Purchases and sales of securities are recorded on a trade-date basis. Net appreciation includes the Plan’s gain and losses on investments bought and sold as well as held during the Plan year. Interest income is recorded when received. Dividends are recorded on the ex-dividend date.

Notes Receivable from Participant Accounts

Notes receivable from participants are measured at their unpaid principal balance plus any accrued but unpaid interest. Delinquent participant loans are reclassified as distributions based upon the terms of the Plan document.

Contributions

Contributions are recorded on the accrual basis.

Payment of Benefits

Benefits are recorded when paid.

Use of Estimates

The preparation of financial statements in conformity with accounting principles generally accepted in the United States of America requires management to make estimates and assumptions that affect the reported amounts of assets, liabilities and changes therein, and the disclosure of contingent assets and liabilities. Actual results could differ from those estimates.

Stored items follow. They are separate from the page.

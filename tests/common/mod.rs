//! Shared test utilities

use taskvox::{CommandHandler, Priority, TaskDraft, TaskStore};

/// Build an in-memory store with a few known pending tasks
#[must_use]
pub fn sample_store() -> TaskStore {
    let mut store = TaskStore::new();
    store
        .add(TaskDraft::titled("buy groceries"))
        .expect("failed to add task");
    store
        .add(TaskDraft {
            title: "call dentist".to_string(),
            priority: Some(Priority::High),
            ..TaskDraft::default()
        })
        .expect("failed to add task");
    store
        .add(TaskDraft::titled("write report"))
        .expect("failed to add task");
    store
}

/// Handler over the sample store
#[must_use]
pub fn sample_handler() -> CommandHandler {
    CommandHandler::new(sample_store())
}
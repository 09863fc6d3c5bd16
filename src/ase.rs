//! ASE implementation.

use std::fs::File;
use std::io::{BufReader,Cursor,Read,Seek,SeekFrom};
use std::path::Path;

use ::{AseError,AseResult};
use ::chunk::*;
use ::cursor::{AseReadExt,alloc_vec};
use ::document::*;

/// Magic for an ASE file - Aseprite ASE/ASEPRITE Files.
///
/// An ASE file begins with a 128-byte header, followed by one frame
/// chunk per frame.  Each frame contains the chunks describing the
/// layers, cels, palette and other properties of the document.
///
///   Offset | Length |   Name   | Description
///   ------:| ------:|:--------:| -----------------------------------
///        0 |      4 |   size   | The size of the entire file, including this header.
///        4 |      2 |   magic  | File format identifier.  Always 0xA5E0.
///        6 |      2 |  frames  | Number of frames.
///        8 |      2 |   width  | Width in pixels.
///       10 |      2 |  height  | Height in pixels.
///       12 |      2 |   depth  | Bits per pixel, 32 RGBA, 16 grayscale, 8 indexed.
///       14 |      4 |   flags  | 1 layer opacity is valid, 2 layer blend mode is valid for groups, 4 layers have a UUID.
///       18 |      2 |   speed  | Milliseconds between frames, deprecated in favour of the frame duration.
///       20 |      8 | reserved | Set to zero.
///       28 |      1 |  transp  | Palette entry that is transparent, only in indexed documents.
///       29 |      3 | reserved | Unused.
///       32 |      2 |  ncolors | Number of colours, 0 means 256.
///       34 |      1 |  aspectx | Pixel width.  If this or aspecty is 0, the pixel ratio is 1:1.
///       35 |      1 |  aspecty | Pixel height.
///       36 |      2 |   gridx  | X position of the grid, signed.
///       38 |      2 |   gridy  | Y position of the grid, signed.
///       40 |      2 |   gridw  | Grid width, 0 if there is no grid.
///       42 |      2 |   gridh  | Grid height, 0 if there is no grid.
///       44 |     84 | reserved | Set to zero.
pub const ASE_MAGIC: u16 = 0xA5E0;

/// Size of an ASE file header on disk.
pub const SIZE_OF_ASE_HEADER: usize = 128;

/// Magic for an ASE frame - Frame Chunks.
///
/// Each frame starts with a 16-byte header, followed by the frame's
/// chunks.
///
///   Offset | Length |   Name   | Description
///   ------:| ------:|:--------:| -----------------------------------
///        0 |      4 |   size   | The size of the frame, including this header and all chunks.
///        4 |      2 |   magic  | Frame identifier.  Always 0xF1FA.
///        6 |      2 |  chunks  | Old chunk count.  0xFFFF means there may be more chunks, see below.
///        8 |      2 | duration | Frame duration in milliseconds.
///       10 |      2 | reserved | Set to zero.
///       12 |      4 | nchunks  | New chunk count.  0 means use the old count.
pub const ASE_FRAME_MAGIC: u16 = 0xF1FA;

/// Size of an ASE frame header on disk.
pub const SIZE_OF_ASE_FRAME: usize = 16;

/// Size of a chunk header on disk.
///
///   Offset | Length | Name | Description
///   ------:| ------:|:----:| ---------------------------------------
///        0 |      4 | size | The size of the chunk, including this header.
///        4 |      2 | type | Chunk type identifier.
///        6 | size-6 | data | The chunk data.
pub const SIZE_OF_CHUNK: usize = 6;

/// ASE header.
struct AseHeader {
    frame_count: u16,
    w: u16,
    h: u16,
    depth: ColorDepth,
    flags: u32,
    speed: u16,
    transparent_index: u8,
    num_colors: usize,
    pixel_w: u8,
    pixel_h: u8,
    grid: Option<Grid>,
}

/// ASE frame header.
struct AseFrame {
    size: u32,
    num_chunks: u32,
    duration: u16,
}

/// The most recently decoded entity that a user data chunk applies to.
#[derive(Clone,Copy,Debug,Eq,PartialEq)]
enum LastEntity {
    Nothing,
    Layer(usize),
    Cel { frame: usize, cel: usize },
    Slice(usize),
}

/// Document state accumulated over the whole scan.
struct DocumentBuilder {
    hdr: AseHeader,
    palette: Palette,
    new_palette_seen: bool,
    color_profile: ColorProfile,
    layers: Vec<Layer>,
    slices: Vec<Slice>,
    tags: Vec<Tag>,
    frames: Vec<Frame>,
    last_entity: LastEntity,
}

/// Frame state, reset for every frame.
struct FrameBuilder {
    frame_num: usize,
    duration: u16,
    cels: Vec<Cel>,
    last_cel: Option<usize>,
}

/*--------------------------------------------------------------*/

impl Document {
    /// Decode an ASE document from a seekable byte source.
    ///
    /// The source must be positioned at the start of the file header.
    ///
    /// # Examples
    ///
    /// ```no_run
    /// use std::fs::File;
    ///
    /// let mut file = File::open("ex.aseprite").unwrap();
    /// let doc = ase::Document::read(&mut file).unwrap();
    /// println!("{}x{}, {} frames", doc.width, doc.height, doc.frames.len());
    /// doc.release();
    /// ```
    pub fn read<R: Read + Seek>(r: &mut R)
            -> AseResult<Self> {
        read_document(r)
    }

    /// Decode an ASE document held in memory.
    pub fn from_bytes(buf: &[u8])
            -> AseResult<Self> {
        read_document(&mut Cursor::new(buf))
    }

    /// Open and decode an ASE file.
    ///
    /// # Examples
    ///
    /// ```no_run
    /// use std::path::Path;
    ///
    /// ase::Document::open(Path::new("ex.aseprite"));
    /// ```
    pub fn open(filename: &Path)
            -> AseResult<Self> {
        let file = try!(File::open(filename));
        let mut r = BufReader::new(file);
        read_document(&mut r)
    }
}

/*--------------------------------------------------------------*/

/// Decode a whole document: the header, then every frame's chunks.
pub fn read_document<R: Read + Seek>(r: &mut R)
        -> AseResult<Document> {
    let hdr = try!(read_ase_header(r));
    debug!("ASE {}x{} {:?}, {} frames, {} colors",
            hdr.w, hdr.h, hdr.depth, hdr.frame_count, hdr.num_colors);

    let mut doc = try!(DocumentBuilder::new(hdr));
    for frame_num in 0..(doc.hdr.frame_count as usize) {
        let offset = try!(r.seek(SeekFrom::Current(0)));
        let frame_hdr = try!(read_frame_header(r));

        let mut frame = FrameBuilder {
            frame_num: frame_num,
            duration: frame_hdr.duration,
            cels: Vec::new(),
            last_cel: None,
        };

        for _ in 0..frame_hdr.num_chunks {
            try!(doc.read_chunk(r, &mut frame));
        }

        let position = try!(r.seek(SeekFrom::Current(0)));
        let expected = offset + frame_hdr.size as u64;
        if position != expected {
            warn!("frame {} - chunks end at offset={}, frame size gives offset={}",
                    frame_num, position, expected);
        }

        try!(doc.finish_frame(frame));
    }

    doc.finish()
}

/// Read the ASE file header.
fn read_ase_header<R: Read>(file: &mut R)
        -> AseResult<AseHeader> {
    let mut buf = [0; SIZE_OF_ASE_HEADER];
    try!(file.read_exact(&mut buf));

    let mut r = Cursor::new(&buf[..]);
    let _size = try!(r.read_dword());
    let magic = try!(r.read_word());
    if magic != ASE_MAGIC {
        return Err(AseError::InvalidFile);
    }

    let frame_count = try!(r.read_word());
    let width = try!(r.read_word());
    let height = try!(r.read_word());
    let depth = try!(ColorDepth::from_bits(try!(r.read_word())));
    let flags = try!(r.read_dword());
    let speed = try!(r.read_word());
    try!(r.skip(8));
    let transparent_index = try!(r.read_byte());
    try!(r.skip(3));
    let num_colors = match try!(r.read_word()) {
        0 => 256 as usize,
        n => n as usize,
    };
    let mut pixel_w = try!(r.read_byte());
    let mut pixel_h = try!(r.read_byte());
    let grid_x = try!(r.read_short());
    let grid_y = try!(r.read_short());
    let grid_w = try!(r.read_word());
    let grid_h = try!(r.read_word());
    try!(r.skip(84));
    debug_assert_eq!(r.position(), SIZE_OF_ASE_HEADER as u64);

    if pixel_w == 0 || pixel_h == 0 {
        pixel_w = 1;
        pixel_h = 1;
    }

    let grid = if grid_w > 0 && grid_h > 0 {
        Some(Grid { x: grid_x, y: grid_y, width: grid_w, height: grid_h })
    } else {
        None
    };

    Ok(AseHeader {
        frame_count: frame_count,
        w: width,
        h: height,
        depth: depth,
        flags: flags,
        speed: speed,
        transparent_index: transparent_index,
        num_colors: num_colors,
        pixel_w: pixel_w,
        pixel_h: pixel_h,
        grid: grid,
    })
}

/// Read a frame header.
fn read_frame_header<R: Read>(file: &mut R)
        -> AseResult<AseFrame> {
    let mut buf = [0; SIZE_OF_ASE_FRAME];
    try!(file.read_exact(&mut buf));

    let mut r = Cursor::new(&buf[..]);
    let size = try!(r.read_dword());
    let magic = try!(r.read_word());
    if magic != ASE_FRAME_MAGIC {
        return Err(AseError::InvalidFrameHeader);
    }

    let old_chunks = try!(r.read_word());
    let duration = try!(r.read_word());
    try!(r.skip(2));
    let new_chunks = try!(r.read_dword());

    Ok(AseFrame {
        size: size,
        num_chunks: frame_chunk_count(old_chunks, new_chunks),
        duration: duration,
    })
}

/// The old 16-bit count governs unless it is saturated at 0xFFFF and
/// the new 32-bit count is larger.
fn frame_chunk_count(old_chunks: u16, new_chunks: u32)
        -> u32 {
    if old_chunks == 0xFFFF && (old_chunks as u32) < new_chunks {
        new_chunks
    } else {
        old_chunks as u32
    }
}

/// Append to an accumulating sequence, failing cleanly if it cannot
/// grow.
fn push<T>(v: &mut Vec<T>, x: T)
        -> AseResult<usize> {
    try!(v.try_reserve(1).map_err(|_| AseError::Allocation));
    v.push(x);
    Ok(v.len() - 1)
}

/*--------------------------------------------------------------*/

impl DocumentBuilder {
    fn new(hdr: AseHeader)
            -> AseResult<Self> {
        let palette = try!(Palette::with_len(hdr.num_colors, hdr.transparent_index));
        let frames = try!(alloc_vec(hdr.frame_count as usize));

        Ok(DocumentBuilder {
            hdr: hdr,
            palette: palette,
            new_palette_seen: false,
            color_profile: ColorProfile::default(),
            layers: Vec::new(),
            slices: Vec::new(),
            tags: Vec::new(),
            frames: frames,
            last_entity: LastEntity::Nothing,
        })
    }

    /// Read one chunk, then move to the end the chunk declares no
    /// matter how much of it was decoded.
    fn read_chunk<R: Read + Seek>(&mut self, r: &mut R, frame: &mut FrameBuilder)
            -> AseResult<()> {
        let offset = try!(r.seek(SeekFrom::Current(0)));
        let size = try!(r.read_dword());
        let magic = try!(r.read_word());

        trace!("frame {} - chunk {} ({:#06x}) at offset={}, size={}",
                frame.frame_num, chunk_name(magic).unwrap_or("?"), magic, offset, size);

        if (size as usize) < SIZE_OF_CHUNK {
            return Err(AseError::Corrupted("chunk size"));
        }

        {
            let mut body = r.by_ref().take((size as usize - SIZE_OF_CHUNK) as u64);
            try!(self.decode_chunk(magic, &mut body, frame));
        }

        try!(r.seek(SeekFrom::Start(offset + size as u64)));
        Ok(())
    }

    /// Decode a chunk, based on the chunk type, and attach the result.
    fn decode_chunk<R: Read>(&mut self, magic: u16, r: &mut R, frame: &mut FrameBuilder)
            -> AseResult<()> {
        match magic {
            ASE_OLD_PALETTE | ASE_OLD_PALETTE_64 => {
                if self.new_palette_seen {
                    debug!("frame {} - old palette ignored after new palette",
                            frame.frame_num);
                } else {
                    try!(decode_ase_old_palette(r, &mut self.palette,
                            magic == ASE_OLD_PALETTE_64));
                }
            },

            ASE_PALETTE => {
                try!(decode_ase_palette(r, &mut self.palette));
                self.new_palette_seen = true;
            },

            ASE_LAYER => {
                let layer = try!(decode_ase_layer(r));
                let idx = try!(push(&mut self.layers, layer));
                self.last_entity = LastEntity::Layer(idx);
            },

            ASE_CEL => {
                let cel = try!(decode_ase_cel(r, self.hdr.depth));
                let idx = try!(push(&mut frame.cels, cel));
                frame.last_cel = Some(idx);
                self.last_entity = LastEntity::Cel { frame: frame.frame_num, cel: idx };
            },

            ASE_CEL_EXTRA => {
                match frame.last_cel.take() {
                    Some(idx) => frame.cels[idx].extra = try!(decode_ase_cel_extra(r)),
                    None => warn!("frame {} - cel extra without a cel", frame.frame_num),
                }
            },

            ASE_COLOR_PROFILE => {
                self.color_profile = try!(decode_ase_color_profile(r));
            },

            ASE_TAGS => {
                self.tags = try!(decode_ase_tags(r));
            },

            ASE_USER_DATA => {
                if self.last_entity == LastEntity::Nothing {
                    warn!("frame {} - user data without a layer, cel or slice",
                            frame.frame_num);
                } else {
                    let user_data = try!(decode_ase_user_data(r));
                    self.attach_user_data(user_data, frame);
                }
            },

            ASE_SLICE => {
                let slice = try!(decode_ase_slice(r));
                let idx = try!(push(&mut self.slices, slice));
                self.last_entity = LastEntity::Slice(idx);
            },

            ASE_EXTERNAL_FILES | ASE_MASK | ASE_PATH | ASE_TILESET =>
                debug!("frame {} - unsupported chunk type {:#06x}",
                        frame.frame_num, magic),

            _ => warn!("frame {} - unrecognised chunk type {:#06x}",
                    frame.frame_num, magic),
        }

        Ok(())
    }

    fn attach_user_data(&mut self, user_data: UserData, frame: &mut FrameBuilder) {
        match self.last_entity {
            LastEntity::Nothing => return,
            LastEntity::Layer(idx) => self.layers[idx].user_data = user_data,
            LastEntity::Cel { frame: f, cel: idx } => {
                if f == frame.frame_num {
                    frame.cels[idx].user_data = user_data;
                } else {
                    self.frames[f].cels[idx].user_data = user_data;
                }
            },
            LastEntity::Slice(idx) => self.slices[idx].user_data = user_data,
        }

        self.last_entity = LastEntity::Nothing;
    }

    fn finish_frame(&mut self, frame: FrameBuilder)
            -> AseResult<()> {
        let cels = try!(freeze(frame.cels));
        try!(push(&mut self.frames, Frame {
            duration: frame.duration,
            cels: cels,
        }));
        Ok(())
    }

    fn finish(self)
            -> AseResult<Document> {
        Ok(Document {
            width: self.hdr.w,
            height: self.hdr.h,
            color_depth: self.hdr.depth,
            flags: self.hdr.flags,
            speed: self.hdr.speed,
            pixel_width: self.hdr.pixel_w,
            pixel_height: self.hdr.pixel_h,
            grid: self.hdr.grid,
            palette: self.palette,
            color_profile: self.color_profile,
            layers: try!(freeze(self.layers)),
            slices: try!(freeze(self.slices)),
            tags: try!(freeze(self.tags)),
            frames: try!(freeze(self.frames)),
        })
    }
}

NOTE B - Description of the Plan

The following description of the Plan provides only general information. Participants should refer to the Plan document for a more complete description of the Plan’s provisions.

General

The Plan, adopted on June 1, 1996, is a defined contribution retirement savings plan covering substantially all domestic non-union employees of participating subsidiaries of RPM International Inc. (the Company and Plan Sponsor). The Plan is subject to the Employee Retirement Income Security Act of 1974 (ERISA), as amended.

 

5


RPM INTERNATIONAL INC. 401(k) TRUST AND PLAN

Notes to Financial Statements

 

 

 

NOTE B - Description of the Plan (continued)

 

Eligibility

Employees, as defined, are eligible to participate in the Plan provided they have worked for the Company for a period of 3 months. Unless elected otherwise, employees are automatically enrolled into the Plan at a pre-tax contribution rate of 3% as of the first payroll beginning after eligibility requirements are met.

Contributions

Participants may contribute up to 50% of their gross annual compensation, as defined. Participants who have attained age 50 before the end of the Plan year are eligible to make catch-up contributions. Participants may also contribute amounts representing distributions from other qualified defined benefit or defined contribution plans. Participants direct the investment of their contributions into various investment options offered by the Plan. The Plan currently offers a variety of investment funds as investment options for participants. Participants may invest up to a limit of 20% per contribution in the Company stock fund. The Plan is a safe harbor 401(k) plan. The Company matches up to a maximum rate of 100% of the first 3% and 50% of the next 2% of employee deferrals. The matching Company contribution is invested in the same way the participants invest their own contributions. Contributions are subject to certain limitations, as defined.

Participant Accounts

Each participant’s account is credited with the participant’s contribution, the Company’s matching contribution and an allocation of Plan earnings/(losses) and charged with an allocation of administrative expenses. Allocations are based on participant earnings or account balances, as defined. The benefit to which a participant is entitled is the benefit that can be provided from the participant’s vested account.

Vesting

Vesting is immediate for contributions, both for employee and employer, and earnings thereon.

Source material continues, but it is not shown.